French businessman (1931–2020)

Jacques Calvet (19 September 1931 – 9 April 2020) was a French businessman.

==Biography==
Calvet earned a degree from Sciences Po after attending the school from 1955 to 1957. He studied alongside Édouard Balladur. He joined the Court of Audit in 1957. From 1959 to 1974, he served in various ministerial offices in the cabinet of Valéry Giscard d'Estaing. He was nicknamed "Deputy Minister" for his various roles.[1] After d'Estaing's victory in the 1974 French presidential election, he joined the Banque nationale de Paris, which was owned by the state at the time. He became managing director in 1976 and succeeded Pierre Ladoux as chairman in 1979. François Mitterrand's victory in the 1981 French presidential election caused Calvet's departure from the bank the following year.
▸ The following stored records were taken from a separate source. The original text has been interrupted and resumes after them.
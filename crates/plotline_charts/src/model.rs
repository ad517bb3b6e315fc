//! Chart data capability surface.
//!
//! Overlays read the host chart through [`ChartData`] and, for charts that
//! can carry an extra line, [`LineBarChartData`]. [`ChartModel`] is the
//! concrete line/bar implementation.

use std::sync::atomic::{AtomicU64, Ordering};

use serde::{Deserialize, Serialize};

use plotline_animation::Animation;
use plotline_paint::{Color, Point};

use crate::colour::{ColourStyle, PointColour};
use crate::extra_line::ExtraLineData;
use crate::fragment::{FontWeight, TextStyle};
use crate::geometry::{min_max, SeriesGeometry};
use crate::legend::{LegendEntry, LegendSet, SeriesKind};

/// Identity of a data point, series or legend entry.
#[derive(Clone, Copy, Debug, PartialEq, Eq, Hash, PartialOrd, Ord)]
pub struct ElementId(u64);

impl ElementId {
    /// A process-unique id.
    pub fn next() -> Self {
        static NEXT_ID: AtomicU64 = AtomicU64::new(1);
        ElementId(NEXT_ID.fetch_add(1, Ordering::Relaxed))
    }

    pub fn raw(&self) -> u64 {
        self.0
    }
}

/// One value of the host chart's data set.
#[derive(Clone, Debug, PartialEq)]
pub struct DataPoint {
    pub id: ElementId,
    pub value: f64,
    pub description: Option<String>,
    pub colour: Option<PointColour>,
}

impl DataPoint {
    pub fn new(value: f64) -> Self {
        Self {
            id: ElementId::next(),
            value,
            description: None,
            colour: None,
        }
    }

    pub fn with_description(mut self, description: impl Into<String>) -> Self {
        self.description = Some(description.into());
        self
    }

    pub fn with_colour(mut self, colour: PointColour) -> Self {
        self.colour = Some(colour);
        self
    }
}

/// Title and subtitle shown above the chart.
#[derive(Clone, Debug, PartialEq, Serialize, Deserialize)]
#[serde(default)]
pub struct ChartMetadata {
    pub title: String,
    pub subtitle: String,
    pub title_style: TextStyle,
    pub subtitle_style: TextStyle,
}

impl Default for ChartMetadata {
    fn default() -> Self {
        Self {
            title: String::new(),
            subtitle: String::new(),
            title_style: TextStyle::new(20.0).with_weight(FontWeight::Semibold),
            subtitle_style: TextStyle::new(15.0).with_color(Color::SECONDARY),
        }
    }
}

/// Where the touch readout is shown.
#[derive(Clone, Copy, Debug, Default, PartialEq, Eq, Serialize, Deserialize)]
#[serde(rename_all = "snake_case")]
pub enum InfoBoxPlacement {
    /// A box following the touch inside the chart.
    #[default]
    Floating,
    /// A fixed box at the side of the chart.
    InfoBox,
    /// In place of the title block while touching.
    Header,
}

/// Constrained displays have no touch input and always show the title block.
#[derive(Clone, Copy, Debug, Default, PartialEq, Eq, Serialize, Deserialize)]
#[serde(rename_all = "snake_case")]
pub enum DisplayProfile {
    #[default]
    Standard,
    Constrained,
}

/// Unit text attached to a touch readout value.
#[derive(Clone, Debug, Default, PartialEq, Eq, Serialize, Deserialize)]
#[serde(rename_all = "snake_case")]
pub enum TouchUnit {
    #[default]
    None,
    Prefix(String),
    Suffix(String),
}

#[derive(Clone, Debug, PartialEq, Serialize, Deserialize)]
#[serde(default)]
pub struct ChartStyle {
    pub info_box_placement: InfoBoxPlacement,
    pub info_box_value_style: TextStyle,
    pub info_box_description_style: TextStyle,
    /// Drives every enter/exit reveal of the chart's overlays.
    pub global_animation: Animation,
    pub display_profile: DisplayProfile,
    pub touch_unit: TouchUnit,
    /// Decimal places of touch readout values.
    pub value_decimals: usize,
}

impl Default for ChartStyle {
    fn default() -> Self {
        Self {
            info_box_placement: InfoBoxPlacement::Floating,
            info_box_value_style: TextStyle::new(28.0).with_weight(FontWeight::Bold),
            info_box_description_style: TextStyle::new(15.0).with_color(Color::SECONDARY),
            global_animation: Animation::ease_in_out(1000),
            display_profile: DisplayProfile::Standard,
            touch_unit: TouchUnit::None,
            value_decimals: 0,
        }
    }
}

/// A point located by a touch, in frame-local coordinates.
#[derive(Clone, Debug, PartialEq)]
pub struct TouchPoint {
    pub id: ElementId,
    pub description: String,
    pub value: f64,
    pub position: Point,
}

/// Live touch state of a chart.
#[derive(Clone, Debug, Default, PartialEq)]
pub struct InfoView {
    pub is_touch_current: bool,
    pub touch_location: Option<Point>,
    pub touch_overlay_info: Vec<TouchPoint>,
}

#[derive(Clone, Copy, Debug, Default, PartialEq, Eq, Serialize, Deserialize)]
#[serde(rename_all = "snake_case")]
pub enum ChartKind {
    #[default]
    Line,
    Bar,
}

impl ChartKind {
    pub fn series_kind(&self) -> SeriesKind {
        match self {
            ChartKind::Line => SeriesKind::Line,
            ChartKind::Bar => SeriesKind::Bar,
        }
    }
}

/// Format `value` with `decimals` places and the unit's text.
pub fn format_value(value: f64, unit: &TouchUnit, decimals: usize) -> String {
    match unit {
        TouchUnit::None => format!("{value:.decimals$}"),
        TouchUnit::Prefix(u) => format!("{u} {value:.decimals$}"),
        TouchUnit::Suffix(u) => format!("{value:.decimals$} {u}"),
    }
}

/// What every overlay needs from a host chart.
pub trait ChartData {
    fn metadata(&self) -> &ChartMetadata;

    fn chart_style(&self) -> &ChartStyle;

    fn info_view(&self) -> &InfoView;

    fn legends(&self) -> &LegendSet;

    fn legends_mut(&mut self) -> &mut LegendSet;

    /// Number of points in the host's data set.
    fn point_count(&self) -> usize;

    /// Overlays are only drawn for more than two points.
    fn is_greater_than_two(&self) -> bool {
        self.point_count() > 2
    }

    fn info_description(&self, info: &TouchPoint) -> String {
        info.description.clone()
    }

    fn info_value_unit(&self, info: &TouchPoint) -> String {
        let style = self.chart_style();
        format_value(info.value, &style.touch_unit, style.value_decimals)
    }
}

/// Line and bar charts, which may carry one extra line.
pub trait LineBarChartData: ChartData {
    fn kind(&self) -> ChartKind;

    fn extra_line(&self) -> Option<&ExtraLineData>;

    fn set_extra_line(&mut self, data: ExtraLineData);
}

/// A line or bar chart's data set with its styling, legend and touch state.
#[derive(Clone, Debug)]
pub struct ChartModel {
    pub kind: ChartKind,
    pub metadata: ChartMetadata,
    pub chart_style: ChartStyle,
    pub info_view: InfoView,
    data_points: Vec<DataPoint>,
    legends: LegendSet,
    extra_line: Option<ExtraLineData>,
}

impl ChartModel {
    pub fn new(kind: ChartKind, data_points: Vec<DataPoint>) -> anyhow::Result<Self> {
        anyhow::ensure!(
            data_points.iter().all(|p| p.value.is_finite()),
            "ChartModel requires finite values"
        );
        Ok(Self {
            kind,
            metadata: ChartMetadata::default(),
            chart_style: ChartStyle::default(),
            info_view: InfoView::default(),
            data_points,
            legends: LegendSet::new(),
            extra_line: None,
        })
    }

    pub fn line(values: &[f64]) -> anyhow::Result<Self> {
        Self::new(ChartKind::Line, values.iter().copied().map(DataPoint::new).collect())
    }

    pub fn bar(values: &[f64]) -> anyhow::Result<Self> {
        Self::new(ChartKind::Bar, values.iter().copied().map(DataPoint::new).collect())
    }

    pub fn with_metadata(mut self, title: impl Into<String>, subtitle: impl Into<String>) -> Self {
        self.metadata.title = title.into();
        self.metadata.subtitle = subtitle.into();
        self
    }

    pub fn with_style(mut self, style: ChartStyle) -> Self {
        self.chart_style = style;
        self
    }

    /// Register the legend entry of the main data set (priority 1).
    pub fn with_series_legend(mut self, title: impl Into<String>, colour: ColourStyle) -> Self {
        if let Some(colour) = colour.legend_swatch() {
            let entry = LegendEntry {
                id: ElementId::next(),
                title: title.into(),
                colour,
                stroke_style: Default::default(),
                priority: 1,
                kind: self.kind.series_kind(),
            };
            self.legends.register_if_absent(entry);
        }
        self
    }

    pub fn data_points(&self) -> &[DataPoint] {
        &self.data_points
    }

    /// Geometry of the main data set. Bars grow from zero, lines span
    /// their own min..max.
    pub fn geometry(&self) -> SeriesGeometry {
        let values: Vec<f64> = self.data_points.iter().map(|p| p.value).collect();
        let (min, max) = min_max(&values);
        match self.kind {
            ChartKind::Line => SeriesGeometry::new(min, max - min, values.len()),
            ChartKind::Bar => SeriesGeometry::new(0.0, max, values.len()),
        }
    }
}

impl ChartData for ChartModel {
    fn metadata(&self) -> &ChartMetadata {
        &self.metadata
    }

    fn chart_style(&self) -> &ChartStyle {
        &self.chart_style
    }

    fn info_view(&self) -> &InfoView {
        &self.info_view
    }

    fn legends(&self) -> &LegendSet {
        &self.legends
    }

    fn legends_mut(&mut self) -> &mut LegendSet {
        &mut self.legends
    }

    fn point_count(&self) -> usize {
        self.data_points.len()
    }
}

impl LineBarChartData for ChartModel {
    fn kind(&self) -> ChartKind {
        self.kind
    }

    fn extra_line(&self) -> Option<&ExtraLineData> {
        self.extra_line.as_ref()
    }

    fn set_extra_line(&mut self, data: ExtraLineData) {
        self.extra_line = Some(data);
    }
}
Peugeot called on Calvet in 1982 when Groupe PSA was experiencing financial difficulties. CEO of the group from 1984 to 1997, he restructured the Peugeot and Citroën brands and helped them become leading auto manufacturers in Europe. When he began leading Groupe PSA, the company was 30.5 billion francs in debt. When he left in 1997, the group had 17.6 billion francs in equity. In 1987, President Mitterrand described Calvet as his "most dangerous adversary". He participated in the political show L'Heure du vérité on 3 October 1988. In 1989, Calvet sued the newspaper Le Canard enchaîné for publishing his tax return sheet, which indicated a strong increase in revenues. The European Court of Human Rights condemned France for its lack of ability to maintain freedom of the press. He strongly defended the French automobile industry against that of Japan, waging war against the "technocrats of Europe". He took part in the Maastricht Treaty in 1992. He was succeeded at Groupe PSA by Jean-Martin Folz.

During the 1997 French legislative election, Calvet ran for the Rally for the Republic party nomination in Haute-de-Seine's 5th constituency, but failed to gather support. He then worked in several advisory positions in various large French companies, such as Société Générale and Galeries Lafayette. In 1999, he was godfather to the graduating class of the Economic Warfare School.

Jacques Calvet died on 9 April 2020 at the age of 88 in Dieppe.